Their preferred method of killing, in case you’re curious, was to break the neck. They would drive their victim into a corner and kill him. Since dead things didn’t count as "all life", they left the bodies to rot and stink where they lay.
The computer-geeks noticed that their creations were malfunctioning and tried to stop them. But the robots decided that anyone who interfered with them was acting against "the good for all life", therefore was bad, and therefore should be killed. So the robots killed any geeks that tried to stop them.
Then the robots realized that the world would have been better if the geeks had not neglected it so, leaving it up to the robots to do so much killing. So they killed all the geeks, on the grounds that the geeks had not acted to "keep things good for all life" and therefore were criminals.
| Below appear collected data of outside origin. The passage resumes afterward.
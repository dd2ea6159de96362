//! Industry and concept board performance

use super::normalize::{field_f64, field_i64, field_string, field_yi, rank_or_position};
use super::{call_provider, normalize_rows, FetchAdapter, FetchResult};
use crate::dataset::Dataset;
use crate::db::sqlite::models::{BoardType, SectorPerformance};
use crate::db::sqlite::Partition;
use crate::error::Result;
use crate::provider::{MarketDataProvider, ProviderRow};
use async_trait::async_trait;
use chrono::NaiveDate;
use std::sync::Arc;

/// Board list adapter; one instance per board type
pub struct SectorAdapter {
    provider: Arc<dyn MarketDataProvider>,
    board_type: BoardType,
}

impl SectorAdapter {
    pub fn new(provider: Arc<dyn MarketDataProvider>, board_type: BoardType) -> Self {
        Self {
            provider,
            board_type,
        }
    }

    fn function(&self) -> &'static str {
        match self.board_type {
            BoardType::Industry => "stock_board_industry_name_em",
            BoardType::Concept => "stock_board_concept_name_em",
        }
    }
}

fn to_record(index: usize, row: &ProviderRow) -> Option<SectorPerformance> {
    Some(SectorPerformance {
        rank: rank_or_position(row, "排名", index),
        board_name: field_string(row, "板块名称")?,
        board_code: field_string(row, "板块代码"),
        latest_price: field_f64(row, "最新价"),
        change_amount: field_f64(row, "涨跌额"),
        change_pct: field_f64(row, "涨跌幅"),
        total_market_cap: field_yi(row, "总市值"),
        turnover_rate: field_f64(row, "换手率"),
        up_count: field_i64(row, "上涨家数"),
        down_count: field_i64(row, "下跌家数"),
        leading_stock: field_string(row, "领涨股票"),
        leading_stock_change_pct: field_f64(row, "领涨股票-涨跌幅"),
    })
}

#[async_trait]
impl FetchAdapter for SectorAdapter {
    type Record = SectorPerformance;

    fn dataset(&self) -> Dataset {
        self.board_type.dataset()
    }

    fn partition(&self, trade_date: NaiveDate) -> Partition {
        Partition::sector(trade_date, self.board_type)
    }

    /// Board lists are live; `as_of` is not sent to the provider
    async fn fetch(&self, _as_of: NaiveDate) -> Result<FetchResult<SectorPerformance>> {
        let raw =
            call_provider(self.provider.as_ref(), self.dataset(), self.function(), &[]).await?;
        let rows = normalize_rows(self.dataset(), raw, to_record);
        Ok(FetchResult { rows })
    }
}
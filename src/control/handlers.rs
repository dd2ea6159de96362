//! Control API endpoint handlers

use crate::control::types::*;
use crate::dataset::Dataset;
use crate::db::sqlite::models::{ExecutionRecord, SyncJobConfig};
use crate::db::sqlite::LedgerStats;
use crate::error::AppError;
use crate::scheduler::{JobStatus, JobUpdate};
use crate::services::{
    ExecutionQuery, LedgerService, RealtimeSnapshot, RefreshResult, SnapshotResult,
    SnapshotService,
};
use crate::state::AppState;
use crate::sync::RunReport;
use axum::{
    body::Bytes,
    extract::{Json, Path, Query, State as AxumState},
    http::StatusCode,
};
use chrono::{NaiveDate, Utc};
use serde::Serialize;
use std::sync::Arc;
use tracing::{error, info};

type ApiResult<T> = (StatusCode, Json<ApiResponse<T>>);

fn ok<T: Serialize>(data: T) -> ApiResult<T> {
    (StatusCode::OK, Json(ApiResponse::success_with_data(data)))
}

fn error_response<T: Serialize>(e: AppError) -> ApiResult<T> {
    let status = match &e {
        AppError::NotFound(_) => StatusCode::NOT_FOUND,
        AppError::Validation(_) => StatusCode::BAD_REQUEST,
        AppError::Scheduler(_) => StatusCode::CONFLICT,
        _ => {
            error!("Control API error: {}", e);
            StatusCode::INTERNAL_SERVER_ERROR
        }
    };
    (status, Json(ApiResponse::error(&e)))
}

fn respond<T: Serialize>(result: crate::error::Result<T>) -> ApiResult<T> {
    match result {
        Ok(data) => ok(data),
        Err(e) => error_response(e),
    }
}

// ============================================================================
// Health Check
// ============================================================================

/// Health check endpoint - GET /health
pub async fn health_check(AxumState(state): AxumState<Arc<AppState>>) -> ApiResult<HealthData> {
    ok(HealthData {
        uptime_secs: (Utc::now() - state.started_at).num_seconds(),
        scheduler_running: state.scheduler.is_running(),
    })
}

// ============================================================================
// Scheduler
// ============================================================================

/// GET /scheduler
pub async fn scheduler_status(
    AxumState(state): AxumState<Arc<AppState>>,
) -> ApiResult<SchedulerData> {
    respond(state.scheduler.list_jobs().await.map(|jobs| SchedulerData {
        running: state.scheduler.is_running(),
        jobs,
    }))
}

/// POST /scheduler/start
pub async fn start_scheduler(AxumState(state): AxumState<Arc<AppState>>) -> ApiResult<Empty> {
    match state.scheduler.start().await {
        Ok(true) => (StatusCode::OK, Json(ApiResponse::success_with_message("Scheduler started"))),
        Ok(false) => (
            StatusCode::OK,
            Json(ApiResponse::success_with_message("Scheduler already running")),
        ),
        Err(e) => error_response(e),
    }
}

/// POST /scheduler/stop
///
/// Returns once in-flight runs have finished.
pub async fn stop_scheduler(AxumState(state): AxumState<Arc<AppState>>) -> ApiResult<Empty> {
    let message = if state.scheduler.stop().await {
        "Scheduler stopped"
    } else {
        "Scheduler not running"
    };
    (StatusCode::OK, Json(ApiResponse::success_with_message(message)))
}

// ============================================================================
// Jobs
// ============================================================================

/// GET /jobs
pub async fn list_jobs(AxumState(state): AxumState<Arc<AppState>>) -> ApiResult<Vec<JobStatus>> {
    respond(state.scheduler.list_jobs().await)
}

/// PUT /jobs/:job_id
pub async fn update_job(
    AxumState(state): AxumState<Arc<AppState>>,
    Path(job_id): Path<String>,
    Json(request): Json<UpdateJobRequest>,
) -> ApiResult<SyncJobConfig> {
    info!("Updating job {}: {:?}", job_id, request);
    let update = JobUpdate {
        hour: request.hour,
        minute: request.minute,
        timezone: request.timezone,
        enabled: request.enabled,
    };
    respond(state.scheduler.update_job(&job_id, update).await)
}

/// POST /jobs/:job_id/run
///
/// The body is optional; a body that is present must parse.
pub async fn run_job(
    AxumState(state): AxumState<Arc<AppState>>,
    Path(job_id): Path<String>,
    body: Bytes,
) -> ApiResult<RunReport> {
    let request = match parse_run_request(&body) {
        Ok(request) => request,
        Err(e) => return error_response(e),
    };
    info!("Force-run of {} requested (date={:?}, force={})", job_id, request.date, request.force);
    respond(state.scheduler.run_now(&job_id, request.date, request.force).await)
}

fn parse_run_request(body: &[u8]) -> crate::error::Result<RunJobRequest> {
    if body.iter().all(u8::is_ascii_whitespace) {
        return Ok(RunJobRequest::default());
    }
    serde_json::from_slice(body)
        .map_err(|e| AppError::Validation(format!("Invalid run request body: {}", e)))
}

// ============================================================================
// Executions
// ============================================================================

/// GET /executions?date= | ?job_id=&limit= | ?start=&end=
pub async fn list_executions(
    AxumState(state): AxumState<Arc<AppState>>,
    Query(query): Query<ExecutionQuery>,
) -> ApiResult<Vec<ExecutionRecord>> {
    respond(LedgerService::query(&state, query).await)
}

/// GET /executions/stats
pub async fn execution_stats(AxumState(state): AxumState<Arc<AppState>>) -> ApiResult<LedgerStats> {
    respond(LedgerService::stats(&state).await)
}

// ============================================================================
// Snapshots
// ============================================================================

/// GET /snapshots/:dataset?date= | ?start=&end=
pub async fn get_snapshots(
    AxumState(state): AxumState<Arc<AppState>>,
    Path(dataset): Path<String>,
    Query(query): Query<SnapshotQuery>,
) -> ApiResult<SnapshotResult> {
    let dataset = match dataset.parse::<Dataset>() {
        Ok(dataset) => dataset,
        Err(e) => return error_response(e),
    };

    let result = match query {
        SnapshotQuery { date: Some(date), .. } => {
            SnapshotService::get_snapshot(&state, dataset, date).await
        }
        SnapshotQuery {
            start: Some(start),
            end: Some(end),
            ..
        } => SnapshotService::get_snapshots_between(&state, dataset, start, end).await,
        _ => Err(AppError::Validation(
            "either date or start and end are required".to_string(),
        )),
    };
    respond(result)
}

/// GET /snapshots/:dataset/dates
pub async fn list_snapshot_dates(
    AxumState(state): AxumState<Arc<AppState>>,
    Path(dataset): Path<String>,
) -> ApiResult<Vec<NaiveDate>> {
    match dataset.parse::<Dataset>() {
        Ok(dataset) => respond(SnapshotService::list_dates(&state, dataset).await),
        Err(e) => error_response(e),
    }
}

/// GET /snapshots/:dataset/count?date=
pub async fn partition_count(
    AxumState(state): AxumState<Arc<AppState>>,
    Path(dataset): Path<String>,
    Query(query): Query<PartitionQuery>,
) -> ApiResult<i64> {
    match dataset.parse::<Dataset>() {
        Ok(dataset) => respond(SnapshotService::partition_count(&state, dataset, query.date).await),
        Err(e) => error_response(e),
    }
}

// ============================================================================
// Trading calendar
// ============================================================================

/// GET /calendar?start=&end=
pub async fn trading_days(
    AxumState(state): AxumState<Arc<AppState>>,
    Query(query): Query<CalendarQuery>,
) -> ApiResult<CalendarData> {
    let CalendarQuery { start, end } = query;
    respond(
        state
            .calendar
            .trading_days_between(start, end)
            .await
            .map(|trading_days| CalendarData {
                start,
                end,
                trading_days,
            }),
    )
}

/// POST /calendar/refresh
pub async fn refresh_calendar(
    AxumState(state): AxumState<Arc<AppState>>,
) -> ApiResult<CalendarRefreshData> {
    respond(
        state
            .calendar
            .refresh()
            .await
            .map(|dates| CalendarRefreshData { dates }),
    )
}

// ============================================================================
// Realtime
// ============================================================================

/// POST /realtime/refresh
pub async fn refresh_realtime(
    AxumState(state): AxumState<Arc<AppState>>,
) -> ApiResult<Vec<RefreshResult>> {
    ok(state.realtime.refresh().await)
}

/// GET /realtime/:dataset
pub async fn get_realtime(
    AxumState(state): AxumState<Arc<AppState>>,
    Path(dataset): Path<String>,
) -> ApiResult<RealtimeSnapshot> {
    respond(
        dataset
            .parse::<Dataset>()
            .and_then(|dataset| state.realtime.get(dataset)),
    )
}
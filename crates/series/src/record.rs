//! Raw daily precipitation record.

use chrono::NaiveDate;

/// One day of station data as delivered by ingestion.
///
/// `precipitation_mm` is `None` when the source value was empty or not a
/// number. Non-finite values are treated as missing by [`crate::DailySeries`].
#[derive(Debug, Clone, Copy, PartialEq)]
pub struct DailyRecord {
    /// Observation date.
    pub date: NaiveDate,
    /// Daily precipitation total in millimetres.
    pub precipitation_mm: Option<f64>,
}

impl DailyRecord {
    /// Creates a record with a known precipitation value.
    pub fn new(date: NaiveDate, precipitation_mm: f64) -> Self {
        Self {
            date,
            precipitation_mm: Some(precipitation_mm),
        }
    }

    /// Creates a record whose precipitation value is missing.
    pub fn missing(date: NaiveDate) -> Self {
        Self {
            date,
            precipitation_mm: None,
        }
    }

    /// Returns the precipitation value if it is present and finite.
    pub fn valid_precipitation(&self) -> Option<f64> {
        self.precipitation_mm.filter(|p| p.is_finite())
    }
}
And so, for lack of a rocket’s shadow, their world was lost.
The killing did not go on for ever. Soon, everyone who could ever do anything against "the good for all life" was dead. There were more robots than people, and the robots kept it that way by making and enforcing breeding laws, having decided that overpopulation, or a lack or police officers, wasn’t "good for all life".
The surviving humans ate what the robots game them, worked at what the robots told them to do, and read whatever formulaic, non-exciting, books the robots deemed were good for them to read. They hardly talked to each other, as there were a hundred empty houses/apartments between humans. The robots kept it that way.
Some of the humans created art. Most of the artists were killed, but some art was preserved, duplicated, and distributed among the surviving humans. The purpose of art became the portrayal of the goodness of the status quo. As humans learned the new purpose of art, they lost the imagination to do anything else, and the robots has to kill fewer and fewer artists with every generation. In fact, the robots killed fewer and fewer people with every generation, as Darwinism ensured that only the complacent and satisfied survived to pass their genes on to the next generation.
The humans lived with an ever-present feeling of joy, carefully maintaining it on the fear of death, for unhappiness was bad therefore a crime.
Needless to say, they lived happily ever after.